WHAT YOU NEED TO DO
Exact copies of all the records are to be output.

Stored data:
//! Integration tests for the secure → restore pipeline.
//!
//! Uses a reduced PBKDF2 iteration count through `OperationContext` except in
//! the test that exercises the public defaults end to end.

use std::path::{Path, PathBuf};
use std::sync::{Arc, Mutex};

use filelock_core::privacy::PrivacyMode;
use filelock_core::ProgressFn;
use filelock_crypto::KdfParams;
use filelock_pipeline::{
    inspect_secured_file, restore_file, restore_file_with_context, secure_file,
    secure_file_with_context, OperationContext,
};
use proptest::prelude::*;
use secrecy::SecretString;
use tempfile::TempDir;

fn fast_ctx() -> OperationContext {
    OperationContext::default().with_kdf(KdfParams { iterations: 64 })
}

fn pw(s: &str) -> SecretString {
    SecretString::from(s.to_string())
}

fn write_test_file(dir: &Path, name: &str, content: &[u8]) -> PathBuf {
    let path = dir.join(name);
    std::fs::write(&path, content).expect("write test file");
    path
}

fn dir_entries(dir: &Path) -> Vec<String> {
    let mut names: Vec<String> = std::fs::read_dir(dir)
        .unwrap()
        .map(|e| e.unwrap().file_name().to_string_lossy().into_owned())
        .collect();
    names.sort();
    names
}

#[test]
fn default_settings_round_trip() {
    let tmp = TempDir::new().unwrap();
    let src = write_test_file(tmp.path(), "test.txt", b"Hello, FileLock!");

    let report = secure_file(&src, &pw("correct_password"), 6, None).unwrap();
    assert_eq!(report.output, tmp.path().join("test.txt.secured"));
    assert_eq!(report.original_bytes, 16);

    let secured = std::fs::read(&report.output).unwrap();
    assert!(!secured.starts_with(b"Hello, FileLock!"));
    assert!(!tmp.path().join("test.txt.flk").exists());

    std::fs::remove_file(&src).unwrap();
    let restored = restore_file(&report.output, &pw("correct_password"), None).unwrap();
    assert_eq!(restored.output, src);
    assert_eq!(restored.restored_bytes, 16);
    assert_eq!(std::fs::read(&src).unwrap(), b"Hello, FileLock!");

    assert_eq!(dir_entries(tmp.path()), vec!["test.txt", "test.txt.secured"]);
}

#[test]
fn round_trip_with_output_override() {
    let tmp = TempDir::new().unwrap();
    let body: Vec<u8> = b"quarterly numbers, do not share\n".repeat(300);
    let src = write_test_file(tmp.path(), "report.csv", &body);
    let vault = tmp.path().join("vault.secured");

    let ctx = fast_ctx().with_output(&vault);
    let report = secure_file_with_context(&src, &pw("hunter22"), 9, None, &ctx).unwrap();
    assert_eq!(report.output, vault);
    assert!(report.compression_ratio.is_finite());

    let out = tmp.path().join("report-restored.csv");
    let ctx = fast_ctx().with_output(&out);
    restore_file_with_context(&vault, &pw("hunter22"), None, &ctx).unwrap();
    assert_eq!(std::fs::read(&out).unwrap(), body);

    // The intermediate follows the secured name's stem: vault.flk
    assert!(!tmp.path().join("vault.flk").exists());
    assert!(!tmp.path().join("report.csv.flk").exists());
}

#[test]
fn restore_over_original_needs_overwrite() {
    let tmp = TempDir::new().unwrap();
    let src = write_test_file(tmp.path(), "keep.txt", b"original contents");

    secure_file_with_context(&src, &pw("password1"), 6, None, &fast_ctx()).unwrap();
    let secured = tmp.path().join("keep.txt.secured");

    let err = restore_file_with_context(&secured, &pw("password1"), None, &fast_ctx())
        .unwrap_err();
    assert!(matches!(err, filelock_core::FilelockError::OutputExists(_)));

    std::fs::write(&src, b"edited since").unwrap();
    let ctx = fast_ctx().with_overwrite(true);
    restore_file_with_context(&secured, &pw("password1"), None, &ctx).unwrap();
    assert_eq!(std::fs::read(&src).unwrap(), b"original contents");
}

#[test]
fn empty_file_round_trips() {
    let tmp = TempDir::new().unwrap();
    let src = write_test_file(tmp.path(), "empty.txt", b"");

    let report = secure_file_with_context(&src, &pw("password1"), 1, None, &fast_ctx()).unwrap();
    assert_eq!(report.original_bytes, 0);

    std::fs::remove_file(&src).unwrap();
    restore_file_with_context(&report.output, &pw("password1"), None, &fast_ctx()).unwrap();
    assert!(std::fs::read(&src).unwrap().is_empty());
}

#[test]
fn every_level_round_trips() {
    let tmp = TempDir::new().unwrap();
    let body = b"level sweep ".repeat(100);

    for level in 1..=9u32 {
        let src = write_test_file(tmp.path(), &format!("l{level}.txt"), &body);
        let report =
            secure_file_with_context(&src, &pw("password1"), level, None, &fast_ctx()).unwrap();

        let info = inspect_secured_file(&report.output).unwrap();
        assert_eq!(u32::from(info.level), level);

        std::fs::remove_file(&src).unwrap();
        restore_file_with_context(&report.output, &pw("password1"), None, &fast_ctx()).unwrap();
        assert_eq!(std::fs::read(&src).unwrap(), body);
    }
}

#[test]
fn progress_sink_sees_both_directions() {
    let tmp = TempDir::new().unwrap();
    let body: Vec<u8> = (0..200_000u32).map(|i| (i % 251) as u8).collect();
    let src = write_test_file(tmp.path(), "big.bin", &body);

    let calls = Arc::new(Mutex::new(Vec::<(u64, u64)>::new()));
    let sink = calls.clone();
    let cb: ProgressFn = Box::new(move |done, total| sink.lock().unwrap().push((done, total)));

    let report =
        secure_file_with_context(&src, &pw("password1"), 6, Some(&cb), &fast_ctx()).unwrap();
    {
        let seen = calls.lock().unwrap();
        assert!(!seen.is_empty());
        assert!(seen.windows(2).all(|w| w[0].0 <= w[1].0));
        let (done, total) = *seen.last().unwrap();
        assert_eq!(done, total);
    }

    calls.lock().unwrap().clear();
    std::fs::remove_file(&src).unwrap();
    restore_file_with_context(&report.output, &pw("password1"), Some(&cb), &fast_ctx()).unwrap();
    let seen = calls.lock().unwrap();
    assert!(!seen.is_empty());
    assert!(seen.windows(2).all(|w| w[0].0 <= w[1].0));
}

#[test]
fn privacy_mode_does_not_change_output() {
    let tmp = TempDir::new().unwrap();
    let src = write_test_file(tmp.path(), "private.txt", b"who am i");

    for mode in [PrivacyMode::Redacted, PrivacyMode::Hashed] {
        let ctx = fast_ctx().with_privacy(mode).with_overwrite(true);
        let report = secure_file_with_context(&src, &pw("password1"), 6, None, &ctx).unwrap();
        assert_eq!(report.output, tmp.path().join("private.txt.secured"));
        assert_eq!(report.input, src);
    }
}

proptest! {
    #![proptest_config(ProptestConfig::with_cases(16))]

    #[test]
    fn any_content_round_trips(
        data in proptest::collection::vec(any::<u8>(), 0..4096),
        level in 1u32..=9,
    ) {
        let tmp = TempDir::new().unwrap();
        let src = write_test_file(tmp.path(), "p.bin", &data);

        secure_file_with_context(&src, &pw("prop-password"), level, None, &fast_ctx()).unwrap();
        std::fs::remove_file(&src).unwrap();
        restore_file_with_context(
            &tmp.path().join("p.bin.secured"),
            &pw("prop-password"),
            None,
            &fast_ctx(),
        )
        .unwrap();

        prop_assert_eq!(std::fs::read(&src).unwrap(), data);
        prop_assert!(!tmp.path().join("p.bin.flk").exists());
    }
}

EXERCISE SOLUTION
//! Integration tests for the secure → restore pipeline.
//!
//! Uses a reduced PBKDF2 iteration count through `OperationContext` except in
//! the test that exercises the public defaults end to end.

use std::path::{Path, PathBuf};
use std::sync::{Arc, Mutex};

use filelock_core::privacy::PrivacyMode;
use filelock_core::ProgressFn;
use filelock_crypto::KdfParams;
use filelock_pipeline::{
    inspect_secured_file, restore_file, restore_file_with_context, secure_file,
    secure_file_with_context, OperationContext,
};
use proptest::prelude::*;
use secrecy::SecretString;
use tempfile::TempDir;

fn fast_ctx() -> OperationContext {
    OperationContext::default().with_kdf(KdfParams { iterations: 64 })
}

fn pw(s: &str) -> SecretString {
    SecretString::from(s.to_string())
}

fn write_test_file(dir: &Path, name: &str, content: &[u8]) -> PathBuf {
    let path = dir.join(name);
    std::fs::write(&path, content).expect("write test file");
    path
}

fn dir_entries(dir: &Path) -> Vec<String> {
    let mut names: Vec<String> = std::fs::read_dir(dir)
        .unwrap()
        .map(|e| e.unwrap().file_name().to_string_lossy().into_owned())
        .collect();
    names.sort();
    names
}

#[test]
fn default_settings_round_trip() {
    let tmp = TempDir::new().unwrap();
    let src = write_test_file(tmp.path(), "test.txt", b"Hello, FileLock!");

    let report = secure_file(&src, &pw("correct_password"), 6, None).unwrap();
    assert_eq!(report.output, tmp.path().join("test.txt.secured"));
    assert_eq!(report.original_bytes, 16);

    let secured = std::fs::read(&report.output).unwrap();
    assert!(!secured.starts_with(b"Hello, FileLock!"));
    assert!(!tmp.path().join("test.txt.flk").exists());

    std::fs::remove_file(&src).unwrap();
    let restored = restore_file(&report.output, &pw("correct_password"), None).unwrap();
    assert_eq!(restored.output, src);
    assert_eq!(restored.restored_bytes, 16);
    assert_eq!(std::fs::read(&src).unwrap(), b"Hello, FileLock!");

    assert_eq!(dir_entries(tmp.path()), vec!["test.txt", "test.txt.secured"]);
}

#[test]
fn round_trip_with_output_override() {
    let tmp = TempDir::new().unwrap();
    let body: Vec<u8> = b"quarterly numbers, do not share\n".repeat(300);
    let src = write_test_file(tmp.path(), "report.csv", &body);
    let vault = tmp.path().join("vault.secured");

    let ctx = fast_ctx().with_output(&vault);
    let report = secure_file_with_context(&src, &pw("hunter22"), 9, None, &ctx).unwrap();
    assert_eq!(report.output, vault);
    assert!(report.compression_ratio.is_finite());

    let out = tmp.path().join("report-restored.csv");
    let ctx = fast_ctx().with_output(&out);
    restore_file_with_context(&vault, &pw("hunter22"), None, &ctx).unwrap();
    assert_eq!(std::fs::read(&out).unwrap(), body);

    // The intermediate follows the secured name's stem: vault.flk
    assert!(!tmp.path().join("vault.flk").exists());
    assert!(!tmp.path().join("report.csv.flk").exists());
}

#[test]
fn restore_over_original_needs_overwrite() {
    let tmp = TempDir::new().unwrap();
    let src = write_test_file(tmp.path(), "keep.txt", b"original contents");

    secure_file_with_context(&src, &pw("password1"), 6, None, &fast_ctx()).unwrap();
    let secured = tmp.path().join("keep.txt.secured");

    let err = restore_file_with_context(&secured, &pw("password1"), None, &fast_ctx())
        .unwrap_err();
    assert!(matches!(err, filelock_core::FilelockError::OutputExists(_)));

    std::fs::write(&src, b"edited since").unwrap();
    let ctx = fast_ctx().with_overwrite(true);
    restore_file_with_context(&secured, &pw("password1"), None, &ctx).unwrap();
    assert_eq!(std::fs::read(&src).unwrap(), b"original contents");
}

#[test]
fn empty_file_round_trips() {
    let tmp = TempDir::new().unwrap();
    let src = write_test_file(tmp.path(), "empty.txt", b"");

    let report = secure_file_with_context(&src, &pw("password1"), 1, None, &fast_ctx()).unwrap();
    assert_eq!(report.original_bytes, 0);

    std::fs::remove_file(&src).unwrap();
    restore_file_with_context(&report.output, &pw("password1"), None, &fast_ctx()).unwrap();
    assert!(std::fs::read(&src).unwrap().is_empty());
}

#[test]
fn every_level_round_trips() {
    let tmp = TempDir::new().unwrap();
    let body = b"level sweep ".repeat(100);

    for level in 1..=9u32 {
        let src = write_test_file(tmp.path(), &format!("l{level}.txt"), &body);
        let report =
            secure_file_with_context(&src, &pw("password1"), level, None, &fast_ctx()).unwrap();

        let info = inspect_secured_file(&report.output).unwrap();
        assert_eq!(u32::from(info.level), level);

        std::fs::remove_file(&src).unwrap();
        restore_file_with_context(&report.output, &pw("password1"), None, &fast_ctx()).unwrap();
        assert_eq!(std::fs::read(&src).unwrap(), body);
    }
}

#[test]
fn progress_sink_sees_both_directions() {
    let tmp = TempDir::new().unwrap();
    let body: Vec<u8> = (0..200_000u32).map(|i| (i % 251) as u8).collect();
    let src = write_test_file(tmp.path(), "big.bin", &body);

    let calls = Arc::new(Mutex::new(Vec::<(u64, u64)>::new()));
    let sink = calls.clone();
    let cb: ProgressFn = Box::new(move |done, total| sink.lock().unwrap().push((done, total)));

    let report =
        secure_file_with_context(&src, &pw("password1"), 6, Some(&cb), &fast_ctx()).unwrap();
    {
        let seen = calls.lock().unwrap();
        assert!(!seen.is_empty());
        assert!(seen.windows(2).all(|w| w[0].0 <= w[1].0));
        let (done, total) = *seen.last().unwrap();
        assert_eq!(done, total);
    }

    calls.lock().unwrap().clear();
    std::fs::remove_file(&src).unwrap();
    restore_file_with_context(&report.output, &pw("password1"), Some(&cb), &fast_ctx()).unwrap();
    let seen = calls.lock().unwrap();
    assert!(!seen.is_empty());
    assert!(seen.windows(2).all(|w| w[0].0 <= w[1].0));
}

#[test]
fn privacy_mode_does_not_change_output() {
    let tmp = TempDir::new().unwrap();
    let src = write_test_file(tmp.path(), "private.txt", b"who am i");

    for mode in [PrivacyMode::Redacted, PrivacyMode::Hashed] {
        let ctx = fast_ctx().with_privacy(mode).with_overwrite(true);
        let report = secure_file_with_context(&src, &pw("password1"), 6, None, &ctx).unwrap();
        assert_eq!(report.output, tmp.path().join("private.txt.secured"));
        assert_eq!(report.input, src);
    }
}

proptest! {
    #![proptest_config(ProptestConfig::with_cases(16))]

    #[test]
    fn any_content_round_trips(
        data in proptest::collection::vec(any::<u8>(), 0..4096),
        level in 1u32..=9,
    ) {
        let tmp = TempDir::new().unwrap();
        let src = write_test_file(tmp.path(), "p.bin", &data);

        secure_file_with_context(&src, &pw("prop-password"), level, None, &fast_ctx()).unwrap();
        std::fs::remove_file(&src).unwrap();
        restore_file_with_context(
            &tmp.path().join("p.bin.secured"),
            &pw("prop-password"),
            None,
            &fast_ctx(),
        )
        .unwrap();

        prop_assert_eq!(std::fs::read(&src).unwrap(), data);
        prop_assert!(!tmp.path().join("p.bin.flk").exists());
    }
}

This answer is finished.